Records for the exercise START
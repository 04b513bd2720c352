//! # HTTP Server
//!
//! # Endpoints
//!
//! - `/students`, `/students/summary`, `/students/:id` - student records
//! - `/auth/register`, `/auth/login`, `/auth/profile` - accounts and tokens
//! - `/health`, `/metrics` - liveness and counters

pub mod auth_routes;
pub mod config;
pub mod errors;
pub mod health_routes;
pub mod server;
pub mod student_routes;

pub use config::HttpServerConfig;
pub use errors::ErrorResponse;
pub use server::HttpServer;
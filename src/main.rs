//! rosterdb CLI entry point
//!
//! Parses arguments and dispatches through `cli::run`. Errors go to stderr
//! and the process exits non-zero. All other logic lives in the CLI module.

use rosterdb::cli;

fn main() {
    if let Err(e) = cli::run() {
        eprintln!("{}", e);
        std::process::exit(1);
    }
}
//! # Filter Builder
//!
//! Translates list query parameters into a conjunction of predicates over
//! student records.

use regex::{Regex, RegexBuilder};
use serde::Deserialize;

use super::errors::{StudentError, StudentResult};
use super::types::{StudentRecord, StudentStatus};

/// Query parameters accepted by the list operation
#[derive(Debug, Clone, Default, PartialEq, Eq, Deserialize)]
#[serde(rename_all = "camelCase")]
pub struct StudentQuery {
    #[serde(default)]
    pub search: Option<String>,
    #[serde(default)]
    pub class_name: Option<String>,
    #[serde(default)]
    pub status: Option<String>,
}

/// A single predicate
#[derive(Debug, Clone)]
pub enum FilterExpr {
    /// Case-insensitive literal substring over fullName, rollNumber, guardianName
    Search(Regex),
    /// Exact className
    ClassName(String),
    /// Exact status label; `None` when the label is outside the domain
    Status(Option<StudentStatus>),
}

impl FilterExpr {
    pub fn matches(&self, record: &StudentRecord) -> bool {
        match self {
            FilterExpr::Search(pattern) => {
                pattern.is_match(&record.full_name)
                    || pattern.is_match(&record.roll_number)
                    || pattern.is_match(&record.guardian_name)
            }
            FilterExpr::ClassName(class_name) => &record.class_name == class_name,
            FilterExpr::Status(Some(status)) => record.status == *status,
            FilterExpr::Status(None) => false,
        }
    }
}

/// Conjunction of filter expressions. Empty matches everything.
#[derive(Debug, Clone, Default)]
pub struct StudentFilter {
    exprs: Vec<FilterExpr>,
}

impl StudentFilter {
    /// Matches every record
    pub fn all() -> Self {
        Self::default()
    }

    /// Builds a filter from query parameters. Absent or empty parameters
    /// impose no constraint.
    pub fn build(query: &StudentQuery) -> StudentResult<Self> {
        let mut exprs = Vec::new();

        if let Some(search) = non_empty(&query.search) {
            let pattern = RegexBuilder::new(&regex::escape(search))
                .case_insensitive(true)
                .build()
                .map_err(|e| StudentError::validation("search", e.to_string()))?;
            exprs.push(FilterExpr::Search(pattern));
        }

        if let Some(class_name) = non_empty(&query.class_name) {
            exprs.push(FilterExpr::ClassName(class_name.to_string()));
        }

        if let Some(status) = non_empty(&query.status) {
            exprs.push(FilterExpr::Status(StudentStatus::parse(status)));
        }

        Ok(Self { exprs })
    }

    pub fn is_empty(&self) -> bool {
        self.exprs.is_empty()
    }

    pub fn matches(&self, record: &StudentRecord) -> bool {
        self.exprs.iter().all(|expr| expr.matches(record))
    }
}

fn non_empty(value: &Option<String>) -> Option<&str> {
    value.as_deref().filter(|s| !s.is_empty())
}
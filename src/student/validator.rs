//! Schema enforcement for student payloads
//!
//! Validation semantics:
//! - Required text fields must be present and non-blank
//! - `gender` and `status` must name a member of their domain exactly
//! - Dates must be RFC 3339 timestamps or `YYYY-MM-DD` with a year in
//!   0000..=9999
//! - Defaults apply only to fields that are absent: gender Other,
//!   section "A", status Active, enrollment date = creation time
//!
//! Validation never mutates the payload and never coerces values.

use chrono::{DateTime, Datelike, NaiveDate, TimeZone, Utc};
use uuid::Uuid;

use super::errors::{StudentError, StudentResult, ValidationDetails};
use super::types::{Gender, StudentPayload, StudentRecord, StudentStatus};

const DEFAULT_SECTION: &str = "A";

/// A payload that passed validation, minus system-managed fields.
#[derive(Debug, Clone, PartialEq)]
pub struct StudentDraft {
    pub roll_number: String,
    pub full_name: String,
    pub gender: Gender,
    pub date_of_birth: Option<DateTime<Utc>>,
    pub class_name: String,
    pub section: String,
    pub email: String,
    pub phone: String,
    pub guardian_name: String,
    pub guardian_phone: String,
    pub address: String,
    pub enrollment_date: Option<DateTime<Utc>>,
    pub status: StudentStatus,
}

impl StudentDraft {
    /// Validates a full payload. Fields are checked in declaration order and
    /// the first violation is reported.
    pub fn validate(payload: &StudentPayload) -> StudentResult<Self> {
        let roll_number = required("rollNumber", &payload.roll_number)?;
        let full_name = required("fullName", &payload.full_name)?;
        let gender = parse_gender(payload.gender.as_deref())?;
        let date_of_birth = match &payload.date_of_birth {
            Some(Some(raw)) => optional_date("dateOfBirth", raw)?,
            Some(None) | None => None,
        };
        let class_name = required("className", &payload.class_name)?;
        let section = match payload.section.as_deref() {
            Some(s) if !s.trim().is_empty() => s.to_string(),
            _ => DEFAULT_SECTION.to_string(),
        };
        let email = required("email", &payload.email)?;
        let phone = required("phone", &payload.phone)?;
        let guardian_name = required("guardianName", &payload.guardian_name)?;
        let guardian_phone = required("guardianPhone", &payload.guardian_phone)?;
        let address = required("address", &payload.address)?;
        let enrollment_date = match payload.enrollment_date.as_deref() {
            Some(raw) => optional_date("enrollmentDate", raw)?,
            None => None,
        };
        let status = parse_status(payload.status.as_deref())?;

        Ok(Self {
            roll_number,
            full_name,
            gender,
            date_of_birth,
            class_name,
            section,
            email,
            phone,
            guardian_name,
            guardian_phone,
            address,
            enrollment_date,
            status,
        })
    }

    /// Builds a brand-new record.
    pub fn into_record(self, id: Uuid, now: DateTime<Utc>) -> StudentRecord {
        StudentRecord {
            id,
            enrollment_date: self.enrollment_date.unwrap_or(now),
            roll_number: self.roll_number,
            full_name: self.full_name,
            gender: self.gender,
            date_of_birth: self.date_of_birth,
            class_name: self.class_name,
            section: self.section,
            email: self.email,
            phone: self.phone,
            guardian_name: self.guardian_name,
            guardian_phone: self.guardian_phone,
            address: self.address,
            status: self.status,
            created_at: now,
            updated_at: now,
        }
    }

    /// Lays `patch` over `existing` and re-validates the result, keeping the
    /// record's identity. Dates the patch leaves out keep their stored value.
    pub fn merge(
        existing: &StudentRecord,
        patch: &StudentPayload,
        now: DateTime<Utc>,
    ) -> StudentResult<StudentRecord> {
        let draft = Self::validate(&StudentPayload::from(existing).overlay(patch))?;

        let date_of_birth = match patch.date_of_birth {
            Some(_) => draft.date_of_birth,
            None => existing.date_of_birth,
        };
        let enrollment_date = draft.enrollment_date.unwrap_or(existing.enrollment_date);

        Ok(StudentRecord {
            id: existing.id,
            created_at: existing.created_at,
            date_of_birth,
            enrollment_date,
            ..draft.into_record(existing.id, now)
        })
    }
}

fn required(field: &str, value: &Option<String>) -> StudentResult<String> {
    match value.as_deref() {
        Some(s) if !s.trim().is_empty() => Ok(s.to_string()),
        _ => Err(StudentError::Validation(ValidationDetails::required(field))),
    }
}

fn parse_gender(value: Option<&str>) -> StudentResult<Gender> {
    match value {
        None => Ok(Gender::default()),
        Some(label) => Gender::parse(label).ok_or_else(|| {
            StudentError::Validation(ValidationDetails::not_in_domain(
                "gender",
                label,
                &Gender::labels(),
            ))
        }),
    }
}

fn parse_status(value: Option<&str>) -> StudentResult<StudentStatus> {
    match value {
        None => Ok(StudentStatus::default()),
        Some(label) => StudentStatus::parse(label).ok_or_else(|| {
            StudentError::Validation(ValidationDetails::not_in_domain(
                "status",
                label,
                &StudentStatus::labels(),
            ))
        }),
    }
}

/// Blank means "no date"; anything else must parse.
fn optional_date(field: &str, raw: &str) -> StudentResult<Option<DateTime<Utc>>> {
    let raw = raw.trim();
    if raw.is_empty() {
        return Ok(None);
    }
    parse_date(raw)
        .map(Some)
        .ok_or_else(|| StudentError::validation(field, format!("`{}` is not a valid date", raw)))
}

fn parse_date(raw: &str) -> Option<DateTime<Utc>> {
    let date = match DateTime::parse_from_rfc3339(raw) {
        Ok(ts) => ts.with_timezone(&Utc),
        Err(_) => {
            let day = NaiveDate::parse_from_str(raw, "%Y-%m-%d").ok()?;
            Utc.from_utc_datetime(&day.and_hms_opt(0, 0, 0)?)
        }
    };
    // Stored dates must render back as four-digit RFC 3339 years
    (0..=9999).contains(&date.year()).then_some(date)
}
Records for the exercise END
Look through the records and gather every line containing "super".

Task response:
use super::errors::{StudentError, StudentResult};
use super::types::{StudentRecord, StudentStatus};
use super::errors::{StudentError, StudentResult, ValidationDetails};
use super::types::{Gender, StudentPayload, StudentRecord, StudentStatus};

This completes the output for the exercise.